*** Opening Task material ***

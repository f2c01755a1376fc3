//! Five-in-a-row on the terminal
//!
//! Plays against the frame/combo engine, or watches it play itself.

use std::fs::File;
use std::io::{self, BufWriter};
use std::path::PathBuf;

use anyhow::{Context, Result};
use clap::Parser;
use gomoku::console::{level_filter, logger, Console, ConsoleOptions, PlayMode};
use gomoku::{Engine, EngineConfig};

#[derive(Parser, Debug)]
#[command(author, version, about = "Play five-in-a-row against the computer", long_about = None)]
struct Args {
    /// Background mode: no prompts, read "black"/"white" then one move per line
    #[arg(short = 'b')]
    background: bool,

    /// Raise the debug level (repeat for more)
    #[arg(short = 'd', action = clap::ArgAction::Count)]
    debug: u8,

    /// Write debug output to this file
    #[arg(short = 'D', value_name = "FILE")]
    debug_log: Option<PathBuf>,

    /// User versus user
    #[arg(short = 'u', conflicts_with = "computer")]
    users: bool,

    /// Program versus program
    #[arg(short = 'c')]
    computer: bool,

    /// Largest number of frames combined into one threat
    #[arg(long, default_value_t = EngineConfig::default().max_combo_frames)]
    depth: usize,

    /// Saved game to replay before play starts
    input: Option<PathBuf>,
}

fn init_logging(args: &Args) -> Result<()> {
    let mut builder = logger();
    if let Some(path) = &args.debug_log {
        let file = File::create(path)
            .with_context(|| format!("failed to open debug log {}", path.display()))?;
        builder.target(env_logger::Target::Pipe(Box::new(file)));
    }
    builder.init();
    log::set_max_level(level_filter(args.debug));
    Ok(())
}

fn main() -> Result<()> {
    let args = Args::parse();
    init_logging(&args)?;

    let mode = if args.users {
        PlayMode::UserVsUser
    } else if args.computer {
        PlayMode::ProgramVsProgram
    } else {
        PlayMode::UserVsProgram
    };

    let replay = match &args.input {
        Some(path) => {
            let text = std::fs::read_to_string(path)
                .with_context(|| format!("failed to open input file {}", path.display()))?;
            Engine::deserialize(&text).with_context(|| format!("bad saved game {}", path.display()))?
        }
        None => Vec::new(),
    };

    let engine = Engine::with_config(EngineConfig::with_depth(args.depth));
    let options = ConsoleOptions {
        background: args.background,
        mode,
    };

    let stdin = io::stdin().lock();
    let stdout = BufWriter::new(io::stdout().lock());
    let mut console = Console::new(engine, stdin, stdout, options).with_replay(replay);
    console.run()
}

*** Closing Task material ***

▶ _Problem details_:
Would you please write the entries out again in full, exactly as given?

▶ _The completed task_:
repository f2c01755a1376fc3
//! Five-in-a-row on the terminal
//!
//! Plays against the frame/combo engine, or watches it play itself.

use std::fs::File;
use std::io::{self, BufWriter};
use std::path::PathBuf;

use anyhow::{Context, Result};
use clap::Parser;
use gomoku::console::{level_filter, logger, Console, ConsoleOptions, PlayMode};
use gomoku::{Engine, EngineConfig};

#[derive(Parser, Debug)]
#[command(author, version, about = "Play five-in-a-row against the computer", long_about = None)]
struct Args {
    /// Background mode: no prompts, read "black"/"white" then one move per line
    #[arg(short = 'b')]
    background: bool,

    /// Raise the debug level (repeat for more)
    #[arg(short = 'd', action = clap::ArgAction::Count)]
    debug: u8,

    /// Write debug output to this file
    #[arg(short = 'D', value_name = "FILE")]
    debug_log: Option<PathBuf>,

    /// User versus user
    #[arg(short = 'u', conflicts_with = "computer")]
    users: bool,

    /// Program versus program
    #[arg(short = 'c')]
    computer: bool,

    /// Largest number of frames combined into one threat
    #[arg(long, default_value_t = EngineConfig::default().max_combo_frames)]
    depth: usize,

    /// Saved game to replay before play starts
    input: Option<PathBuf>,
}

fn init_logging(args: &Args) -> Result<()> {
    let mut builder = logger();
    if let Some(path) = &args.debug_log {
        let file = File::create(path)
            .with_context(|| format!("failed to open debug log {}", path.display()))?;
        builder.target(env_logger::Target::Pipe(Box::new(file)));
    }
    builder.init();
    log::set_max_level(level_filter(args.debug));
    Ok(())
}

fn main() -> Result<()> {
    let args = Args::parse();
    init_logging(&args)?;

    let mode = if args.users {
        PlayMode::UserVsUser
    } else if args.computer {
        PlayMode::ProgramVsProgram
    } else {
        PlayMode::UserVsProgram
    };

    let replay = match &args.input {
        Some(path) => {
            let text = std::fs::read_to_string(path)
                .with_context(|| format!("failed to open input file {}", path.display()))?;
            Engine::deserialize(&text).with_context(|| format!("bad saved game {}", path.display()))?
        }
        None => Vec::new(),
    };

    let engine = Engine::with_config(EngineConfig::with_depth(args.depth));
    let options = ConsoleOptions {
        background: args.background,
        mode,
    };

    let stdin = io::stdin().lock();
    let stdout = BufWriter::new(io::stdout().lock());
    let mut console = Console::new(engine, stdin, stdout, options).with_replay(replay);
    console.run()
}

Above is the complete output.